__Your objective__:
All records after this line are to be returned verbatim.

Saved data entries
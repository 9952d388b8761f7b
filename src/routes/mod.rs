// SPDX-License-Identifier: MIT
// Copyright 2026 Roland Dreier <roland@rolandd.dev>

//! HTTP route handlers.

pub mod admin;
pub mod api;
pub mod auth;

use crate::error::AppError;
use crate::middleware::auth::require_auth;
use crate::models::ActivityKind;
use crate::services::RequestMeta;
use crate::AppState;
use axum::http::{header, HeaderMap, Method};
use axum::{middleware, routing::get, Json, Router};
use serde::Serialize;
use std::sync::Arc;
use tower_http::cors::CorsLayer;
use tower_http::trace::{DefaultMakeSpan, DefaultOnResponse, TraceLayer};
use tracing::Level;
use validator::Validate;

#[derive(Serialize)]
pub struct HealthResponse {
    pub status: String,
    pub build_id: String,
}

/// Health check response
async fn health_check() -> Json<HealthResponse> {
    let build_id = option_env!("BUILD_ID").unwrap_or("unknown").to_string();
    Json(HealthResponse {
        status: "ok".to_string(),
        build_id,
    })
}

/// Generic `{success, message}` response body.
#[derive(Serialize)]
pub struct MessageResponse {
    pub success: bool,
    pub message: String,
}

/// Run schema validation and surface the first message as a 400.
pub(crate) fn validate_payload<T: Validate>(payload: &T) -> Result<(), AppError> {
    payload
        .validate()
        .map_err(|errors| AppError::Validation(first_message(&errors)))
}

/// Pick one user-facing message out of the validator output.
fn first_message(errors: &validator::ValidationErrors) -> String {
    for field_errors in errors.field_errors().values() {
        if let Some(error) = field_errors.first() {
            if let Some(message) = &error.message {
                return message.to_string();
            }
        }
    }
    "Invalid input".to_string()
}

/// Pull the request origin out of the headers for audit entries.
pub(crate) fn request_meta(headers: &HeaderMap) -> RequestMeta {
    let ip_address = headers
        .get("x-forwarded-for")
        .and_then(|value| value.to_str().ok())
        .and_then(|value| value.split(',').next())
        .map(|value| value.trim().to_string())
        .filter(|value| !value.is_empty());

    let device = headers
        .get(header::USER_AGENT)
        .and_then(|value| value.to_str().ok())
        .map(|value| value.to_string());

    RequestMeta { ip_address, device }
}

/// Parse an optional activity-type filter against the closed set.
pub(crate) fn parse_kind(raw: Option<&str>) -> Result<Option<ActivityKind>, AppError> {
    match raw {
        None => Ok(None),
        Some(raw) => ActivityKind::parse(raw)
            .map(Some)
            .ok_or_else(|| AppError::Validation(format!("Unknown activity type: {}", raw))),
    }
}

/// Build the complete router with all routes.
pub fn create_router(state: Arc<AppState>) -> Router {
    // CORS layer - allow requests from frontend URL and localhost (for dev)
    let frontend_url = state.config.frontend_url.clone();
    let cors = CorsLayer::new()
        .allow_origin(tower_http::cors::AllowOrigin::predicate(
            move |origin: &axum::http::HeaderValue, _request_parts: &axum::http::request::Parts| {
                let origin_str = origin.to_str().unwrap_or("");
                origin_str == frontend_url
                    || origin_str.starts_with("http://localhost")
                    || origin_str.starts_with("http://127.0.0.1")
            },
        ))
        .allow_credentials(true)
        .allow_methods([
            Method::GET,
            Method::POST,
            Method::PATCH,
            Method::DELETE,
            Method::OPTIONS,
        ])
        .allow_headers([header::CONTENT_TYPE, header::AUTHORIZATION, header::ACCEPT]);

    // Public routes (no auth required)
    let public_routes = Router::new()
        .route("/health", get(health_check))
        .merge(auth::routes());

    // Protected routes (auth required)
    let protected_routes = auth::session_routes()
        .merge(api::routes())
        .merge(admin::routes())
        .route_layer(middleware::from_fn_with_state(state.clone(), require_auth));

    Router::new()
        .merge(public_routes)
        .merge(protected_routes)
        .layer(middleware::from_fn(
            crate::middleware::security::add_security_headers,
        ))
        .layer(cors)
        .layer(
            TraceLayer::new_for_http()
                .make_span_with(DefaultMakeSpan::new().level(Level::INFO))
                .on_response(DefaultOnResponse::new().level(Level::INFO)),
        )
        .with_state(state)
}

__Solution to this exercise__:
repository 9952d388b8761f7b
filename src/routes/mod.rs
// SPDX-License-Identifier: MIT
// Copyright 2026 Roland Dreier <roland@rolandd.dev>

//! HTTP route handlers.

pub mod admin;
pub mod api;
pub mod auth;

use crate::error::AppError;
use crate::middleware::auth::require_auth;
use crate::models::ActivityKind;
use crate::services::RequestMeta;
use crate::AppState;
use axum::http::{header, HeaderMap, Method};
use axum::{middleware, routing::get, Json, Router};
use serde::Serialize;
use std::sync::Arc;
use tower_http::cors::CorsLayer;
use tower_http::trace::{DefaultMakeSpan, DefaultOnResponse, TraceLayer};
use tracing::Level;
use validator::Validate;

#[derive(Serialize)]
pub struct HealthResponse {
    pub status: String,
    pub build_id: String,
}

/// Health check response
async fn health_check() -> Json<HealthResponse> {
    let build_id = option_env!("BUILD_ID").unwrap_or("unknown").to_string();
    Json(HealthResponse {
        status: "ok".to_string(),
        build_id,
    })
}

/// Generic `{success, message}` response body.
#[derive(Serialize)]
pub struct MessageResponse {
    pub success: bool,
    pub message: String,
}

/// Run schema validation and surface the first message as a 400.
pub(crate) fn validate_payload<T: Validate>(payload: &T) -> Result<(), AppError> {
    payload
        .validate()
        .map_err(|errors| AppError::Validation(first_message(&errors)))
}

/// Pick one user-facing message out of the validator output.
fn first_message(errors: &validator::ValidationErrors) -> String {
    for field_errors in errors.field_errors().values() {
        if let Some(error) = field_errors.first() {
            if let Some(message) = &error.message {
                return message.to_string();
            }
        }
    }
    "Invalid input".to_string()
}

/// Pull the request origin out of the headers for audit entries.
pub(crate) fn request_meta(headers: &HeaderMap) -> RequestMeta {
    let ip_address = headers
        .get("x-forwarded-for")
        .and_then(|value| value.to_str().ok())
        .and_then(|value| value.split(',').next())
        .map(|value| value.trim().to_string())
        .filter(|value| !value.is_empty());

    let device = headers
        .get(header::USER_AGENT)
        .and_then(|value| value.to_str().ok())
        .map(|value| value.to_string());

    RequestMeta { ip_address, device }
}

/// Parse an optional activity-type filter against the closed set.
pub(crate) fn parse_kind(raw: Option<&str>) -> Result<Option<ActivityKind>, AppError> {
    match raw {
        None => Ok(None),
        Some(raw) => ActivityKind::parse(raw)
            .map(Some)
            .ok_or_else(|| AppError::Validation(format!("Unknown activity type: {}", raw))),
    }
}

/// Build the complete router with all routes.
pub fn create_router(state: Arc<AppState>) -> Router {
    // CORS layer - allow requests from frontend URL and localhost (for dev)
    let frontend_url = state.config.frontend_url.clone();
    let cors = CorsLayer::new()
        .allow_origin(tower_http::cors::AllowOrigin::predicate(
            move |origin: &axum::http::HeaderValue, _request_parts: &axum::http::request::Parts| {
                let origin_str = origin.to_str().unwrap_or("");
                origin_str == frontend_url
                    || origin_str.starts_with("http://localhost")
                    || origin_str.starts_with("http://127.0.0.1")
            },
        ))
        .allow_credentials(true)
        .allow_methods([
            Method::GET,
            Method::POST,
            Method::PATCH,
            Method::DELETE,
            Method::OPTIONS,
        ])
        .allow_headers([header::CONTENT_TYPE, header::AUTHORIZATION, header::ACCEPT]);

    // Public routes (no auth required)
    let public_routes = Router::new()
        .route("/health", get(health_check))
        .merge(auth::routes());

    // Protected routes (auth required)
    let protected_routes = auth::session_routes()
        .merge(api::routes())
        .merge(admin::routes())
        .route_layer(middleware::from_fn_with_state(state.clone(), require_auth));

    Router::new()
        .merge(public_routes)
        .merge(protected_routes)
        .layer(middleware::from_fn(
            crate::middleware::security::add_security_headers,
        ))
        .layer(cors)
        .layer(
            TraceLayer::new_for_http()
                .make_span_with(DefaultMakeSpan::new().level(Level::INFO))
                .on_response(DefaultOnResponse::new().level(Level::INFO)),
        )
        .with_state(state)
}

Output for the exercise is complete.